▸ Exercise prompt:
Using the records below, quote only the span that opens with the line containing "pub fn local_glyph_prefix(identity: &str)" and closes with the line containing "const LOG_LEVELS: [&str;", exactly and inclusively.

● ● ● ●

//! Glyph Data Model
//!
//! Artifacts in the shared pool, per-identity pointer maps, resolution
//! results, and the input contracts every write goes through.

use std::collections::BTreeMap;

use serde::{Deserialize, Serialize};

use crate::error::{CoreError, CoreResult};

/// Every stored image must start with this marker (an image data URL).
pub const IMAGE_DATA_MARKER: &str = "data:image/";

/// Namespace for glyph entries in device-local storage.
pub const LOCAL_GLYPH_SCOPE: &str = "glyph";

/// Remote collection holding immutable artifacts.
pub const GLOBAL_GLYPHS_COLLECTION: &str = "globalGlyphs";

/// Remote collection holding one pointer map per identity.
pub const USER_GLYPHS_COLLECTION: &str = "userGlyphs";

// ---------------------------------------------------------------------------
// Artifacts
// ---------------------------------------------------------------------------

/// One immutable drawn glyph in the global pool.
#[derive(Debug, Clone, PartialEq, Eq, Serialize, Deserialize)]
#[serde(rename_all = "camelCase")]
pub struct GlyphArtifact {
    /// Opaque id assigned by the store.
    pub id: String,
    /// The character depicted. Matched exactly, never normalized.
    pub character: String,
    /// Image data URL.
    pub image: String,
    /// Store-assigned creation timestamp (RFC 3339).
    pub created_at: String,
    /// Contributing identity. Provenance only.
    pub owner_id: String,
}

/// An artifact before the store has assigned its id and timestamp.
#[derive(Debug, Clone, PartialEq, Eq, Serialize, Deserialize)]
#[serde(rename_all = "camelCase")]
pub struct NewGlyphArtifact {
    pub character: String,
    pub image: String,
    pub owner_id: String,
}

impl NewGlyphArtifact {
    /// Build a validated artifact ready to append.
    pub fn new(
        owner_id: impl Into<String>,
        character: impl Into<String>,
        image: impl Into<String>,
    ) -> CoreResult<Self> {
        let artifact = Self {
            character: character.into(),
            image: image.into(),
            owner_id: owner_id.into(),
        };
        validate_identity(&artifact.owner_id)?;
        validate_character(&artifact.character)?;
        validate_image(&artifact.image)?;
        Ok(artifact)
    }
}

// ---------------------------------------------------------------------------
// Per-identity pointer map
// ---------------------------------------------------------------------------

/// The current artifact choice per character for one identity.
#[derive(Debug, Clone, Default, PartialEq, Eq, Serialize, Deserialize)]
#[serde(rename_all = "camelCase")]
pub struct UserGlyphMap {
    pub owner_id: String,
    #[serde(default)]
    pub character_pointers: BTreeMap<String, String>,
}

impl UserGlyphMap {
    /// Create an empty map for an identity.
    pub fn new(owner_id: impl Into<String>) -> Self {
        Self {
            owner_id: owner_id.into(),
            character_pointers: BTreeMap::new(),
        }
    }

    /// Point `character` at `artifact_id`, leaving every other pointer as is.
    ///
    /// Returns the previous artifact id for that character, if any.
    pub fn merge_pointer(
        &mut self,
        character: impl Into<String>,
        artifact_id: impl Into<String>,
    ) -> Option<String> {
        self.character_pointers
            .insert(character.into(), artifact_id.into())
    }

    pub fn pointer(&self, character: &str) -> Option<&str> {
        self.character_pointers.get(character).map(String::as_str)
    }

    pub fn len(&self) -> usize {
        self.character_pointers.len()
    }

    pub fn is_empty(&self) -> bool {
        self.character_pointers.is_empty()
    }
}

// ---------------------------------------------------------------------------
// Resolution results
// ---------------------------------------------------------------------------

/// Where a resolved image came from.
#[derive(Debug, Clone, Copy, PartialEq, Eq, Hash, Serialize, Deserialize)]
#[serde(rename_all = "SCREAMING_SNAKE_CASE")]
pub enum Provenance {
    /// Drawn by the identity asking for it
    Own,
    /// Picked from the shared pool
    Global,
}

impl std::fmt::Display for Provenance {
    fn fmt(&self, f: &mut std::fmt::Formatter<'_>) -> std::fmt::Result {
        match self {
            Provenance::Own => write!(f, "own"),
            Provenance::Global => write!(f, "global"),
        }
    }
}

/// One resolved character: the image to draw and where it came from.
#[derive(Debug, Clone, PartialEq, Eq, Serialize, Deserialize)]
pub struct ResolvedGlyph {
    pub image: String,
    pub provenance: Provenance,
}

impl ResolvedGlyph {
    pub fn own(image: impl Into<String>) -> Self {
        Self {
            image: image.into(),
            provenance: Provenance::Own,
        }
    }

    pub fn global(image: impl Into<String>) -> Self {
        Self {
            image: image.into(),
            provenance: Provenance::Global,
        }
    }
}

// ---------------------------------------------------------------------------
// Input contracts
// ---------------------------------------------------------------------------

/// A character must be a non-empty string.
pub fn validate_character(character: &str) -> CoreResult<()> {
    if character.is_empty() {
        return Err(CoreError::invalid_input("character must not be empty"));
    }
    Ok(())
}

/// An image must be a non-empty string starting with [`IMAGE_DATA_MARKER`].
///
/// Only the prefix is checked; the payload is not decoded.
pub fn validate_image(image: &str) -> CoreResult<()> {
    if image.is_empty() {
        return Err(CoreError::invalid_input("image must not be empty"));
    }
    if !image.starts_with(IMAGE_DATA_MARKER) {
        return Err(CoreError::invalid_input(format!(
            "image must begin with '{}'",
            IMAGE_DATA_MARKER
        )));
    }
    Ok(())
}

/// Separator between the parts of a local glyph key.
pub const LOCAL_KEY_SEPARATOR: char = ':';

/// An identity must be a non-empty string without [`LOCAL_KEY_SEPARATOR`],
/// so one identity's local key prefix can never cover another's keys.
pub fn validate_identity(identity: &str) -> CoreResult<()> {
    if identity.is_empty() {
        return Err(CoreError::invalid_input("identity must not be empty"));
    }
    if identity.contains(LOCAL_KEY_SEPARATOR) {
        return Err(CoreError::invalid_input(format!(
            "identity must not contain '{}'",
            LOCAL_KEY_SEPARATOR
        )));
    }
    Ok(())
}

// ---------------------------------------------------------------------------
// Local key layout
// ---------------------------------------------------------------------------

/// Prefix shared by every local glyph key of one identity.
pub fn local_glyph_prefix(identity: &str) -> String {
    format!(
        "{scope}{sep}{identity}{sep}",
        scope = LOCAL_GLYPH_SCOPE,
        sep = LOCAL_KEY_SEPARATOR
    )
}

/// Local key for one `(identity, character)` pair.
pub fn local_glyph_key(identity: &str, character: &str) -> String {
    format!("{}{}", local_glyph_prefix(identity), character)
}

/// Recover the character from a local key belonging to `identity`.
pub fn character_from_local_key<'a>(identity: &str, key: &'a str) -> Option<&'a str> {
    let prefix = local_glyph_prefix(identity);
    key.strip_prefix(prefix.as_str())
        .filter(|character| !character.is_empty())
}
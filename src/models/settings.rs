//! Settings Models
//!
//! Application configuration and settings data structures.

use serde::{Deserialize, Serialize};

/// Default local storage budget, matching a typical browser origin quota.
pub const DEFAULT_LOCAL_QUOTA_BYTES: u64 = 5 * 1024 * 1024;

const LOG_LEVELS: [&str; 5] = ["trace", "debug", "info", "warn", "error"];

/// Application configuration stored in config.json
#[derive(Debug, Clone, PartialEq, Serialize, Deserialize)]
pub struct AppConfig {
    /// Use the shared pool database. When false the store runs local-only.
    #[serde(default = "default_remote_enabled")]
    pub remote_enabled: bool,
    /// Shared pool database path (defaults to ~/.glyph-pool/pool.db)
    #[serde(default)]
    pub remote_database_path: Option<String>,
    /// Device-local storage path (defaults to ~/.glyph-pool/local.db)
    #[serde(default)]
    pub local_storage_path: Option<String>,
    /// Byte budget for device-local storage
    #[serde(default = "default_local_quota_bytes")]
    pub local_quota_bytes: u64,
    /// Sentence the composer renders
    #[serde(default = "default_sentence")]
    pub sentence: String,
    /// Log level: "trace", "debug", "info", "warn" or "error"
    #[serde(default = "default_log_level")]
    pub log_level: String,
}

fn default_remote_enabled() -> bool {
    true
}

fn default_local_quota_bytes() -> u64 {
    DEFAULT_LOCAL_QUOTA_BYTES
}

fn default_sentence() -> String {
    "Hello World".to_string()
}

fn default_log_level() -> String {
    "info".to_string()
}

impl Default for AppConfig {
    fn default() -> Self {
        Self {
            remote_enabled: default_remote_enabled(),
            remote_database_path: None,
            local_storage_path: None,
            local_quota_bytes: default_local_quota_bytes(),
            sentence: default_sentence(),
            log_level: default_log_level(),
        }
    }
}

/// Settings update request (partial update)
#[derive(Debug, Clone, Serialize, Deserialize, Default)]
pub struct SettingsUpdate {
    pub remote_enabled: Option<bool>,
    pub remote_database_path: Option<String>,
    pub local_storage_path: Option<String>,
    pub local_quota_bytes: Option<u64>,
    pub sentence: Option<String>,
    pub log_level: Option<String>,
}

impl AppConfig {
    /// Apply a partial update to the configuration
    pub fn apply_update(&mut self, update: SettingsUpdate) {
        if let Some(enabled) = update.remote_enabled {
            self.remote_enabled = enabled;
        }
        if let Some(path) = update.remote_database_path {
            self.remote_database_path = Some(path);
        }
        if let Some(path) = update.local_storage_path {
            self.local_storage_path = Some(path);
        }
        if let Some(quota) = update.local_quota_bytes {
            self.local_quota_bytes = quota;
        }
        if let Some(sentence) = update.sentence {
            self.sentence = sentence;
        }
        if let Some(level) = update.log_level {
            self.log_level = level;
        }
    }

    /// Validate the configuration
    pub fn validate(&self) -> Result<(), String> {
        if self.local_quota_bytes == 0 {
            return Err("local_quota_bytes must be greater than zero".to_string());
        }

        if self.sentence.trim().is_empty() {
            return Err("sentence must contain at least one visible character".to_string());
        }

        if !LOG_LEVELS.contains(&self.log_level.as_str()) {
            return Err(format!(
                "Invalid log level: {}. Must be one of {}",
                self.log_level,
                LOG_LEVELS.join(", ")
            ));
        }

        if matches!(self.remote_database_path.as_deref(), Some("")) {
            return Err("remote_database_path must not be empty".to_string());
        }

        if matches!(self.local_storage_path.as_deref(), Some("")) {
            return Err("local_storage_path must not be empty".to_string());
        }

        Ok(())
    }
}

● ● ● ●

▸ Answer for the task:
pub fn local_glyph_prefix(identity: &str) -> String {
    format!(
        "{scope}{sep}{identity}{sep}",
        scope = LOCAL_GLYPH_SCOPE,
        sep = LOCAL_KEY_SEPARATOR
    )
}

/// Local key for one `(identity, character)` pair.
pub fn local_glyph_key(identity: &str, character: &str) -> String {
    format!("{}{}", local_glyph_prefix(identity), character)
}

/// Recover the character from a local key belonging to `identity`.
pub fn character_from_local_key<'a>(identity: &str, key: &'a str) -> Option<&'a str> {
    let prefix = local_glyph_prefix(identity);
    key.strip_prefix(prefix.as_str())
        .filter(|character| !character.is_empty())
}
filename src/models/settings.rs
//! Settings Models
//!
//! Application configuration and settings data structures.

use serde::{Deserialize, Serialize};

/// Default local storage budget, matching a typical browser origin quota.
pub const DEFAULT_LOCAL_QUOTA_BYTES: u64 = 5 * 1024 * 1024;

const LOG_LEVELS: [&str; 5] = ["trace", "debug", "info", "warn", "error"];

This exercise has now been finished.